# PROBLEM DETAILS
Among the entries below, find the lines that hold the word "Some" and report them.

# INFORMATION SUPPLIED
_ _ _

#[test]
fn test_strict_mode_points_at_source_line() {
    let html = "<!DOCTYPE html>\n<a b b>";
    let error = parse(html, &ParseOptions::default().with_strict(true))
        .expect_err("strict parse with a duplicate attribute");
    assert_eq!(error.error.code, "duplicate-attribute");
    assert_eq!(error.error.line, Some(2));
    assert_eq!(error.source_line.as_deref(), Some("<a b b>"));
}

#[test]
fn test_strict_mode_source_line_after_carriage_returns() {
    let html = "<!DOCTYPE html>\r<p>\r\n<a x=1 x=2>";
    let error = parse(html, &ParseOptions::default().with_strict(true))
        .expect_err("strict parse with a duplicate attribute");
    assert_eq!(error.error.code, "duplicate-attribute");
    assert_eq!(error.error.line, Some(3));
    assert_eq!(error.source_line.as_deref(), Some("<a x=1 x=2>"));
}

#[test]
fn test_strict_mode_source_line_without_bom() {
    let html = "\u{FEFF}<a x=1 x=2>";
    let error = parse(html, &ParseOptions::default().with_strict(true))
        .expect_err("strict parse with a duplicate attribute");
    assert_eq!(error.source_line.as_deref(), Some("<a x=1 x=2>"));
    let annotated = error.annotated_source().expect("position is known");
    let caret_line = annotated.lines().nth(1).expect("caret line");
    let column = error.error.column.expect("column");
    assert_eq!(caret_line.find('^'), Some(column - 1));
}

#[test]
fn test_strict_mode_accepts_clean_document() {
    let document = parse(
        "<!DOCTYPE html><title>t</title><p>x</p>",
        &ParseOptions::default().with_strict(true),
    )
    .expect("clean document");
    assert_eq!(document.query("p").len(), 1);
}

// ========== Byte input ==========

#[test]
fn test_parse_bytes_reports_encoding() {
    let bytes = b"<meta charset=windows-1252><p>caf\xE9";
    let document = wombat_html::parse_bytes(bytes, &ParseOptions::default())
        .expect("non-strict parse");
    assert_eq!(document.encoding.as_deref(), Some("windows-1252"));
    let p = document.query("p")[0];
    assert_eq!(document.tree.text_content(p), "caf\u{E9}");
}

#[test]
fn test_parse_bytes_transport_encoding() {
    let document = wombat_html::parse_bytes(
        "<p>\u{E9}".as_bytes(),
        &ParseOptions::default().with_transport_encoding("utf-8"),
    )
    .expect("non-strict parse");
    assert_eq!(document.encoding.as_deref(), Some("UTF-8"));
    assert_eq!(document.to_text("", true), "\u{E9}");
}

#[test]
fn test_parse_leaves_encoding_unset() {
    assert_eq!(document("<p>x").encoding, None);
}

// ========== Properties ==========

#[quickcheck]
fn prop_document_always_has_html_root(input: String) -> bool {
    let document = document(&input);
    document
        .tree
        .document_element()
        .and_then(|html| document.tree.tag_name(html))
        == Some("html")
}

_ _ _

# YOUR RESPONSE
    assert_eq!(error.error.line, Some(2));
    assert_eq!(error.source_line.as_deref(), Some("<a b b>"));
    assert_eq!(error.error.line, Some(3));
    assert_eq!(error.source_line.as_deref(), Some("<a x=1 x=2>"));
    assert_eq!(error.source_line.as_deref(), Some("<a x=1 x=2>"));
    assert_eq!(caret_line.find('^'), Some(column - 1));
    assert_eq!(document.encoding.as_deref(), Some("windows-1252"));
    assert_eq!(document.encoding.as_deref(), Some("UTF-8"));
        == Some("html")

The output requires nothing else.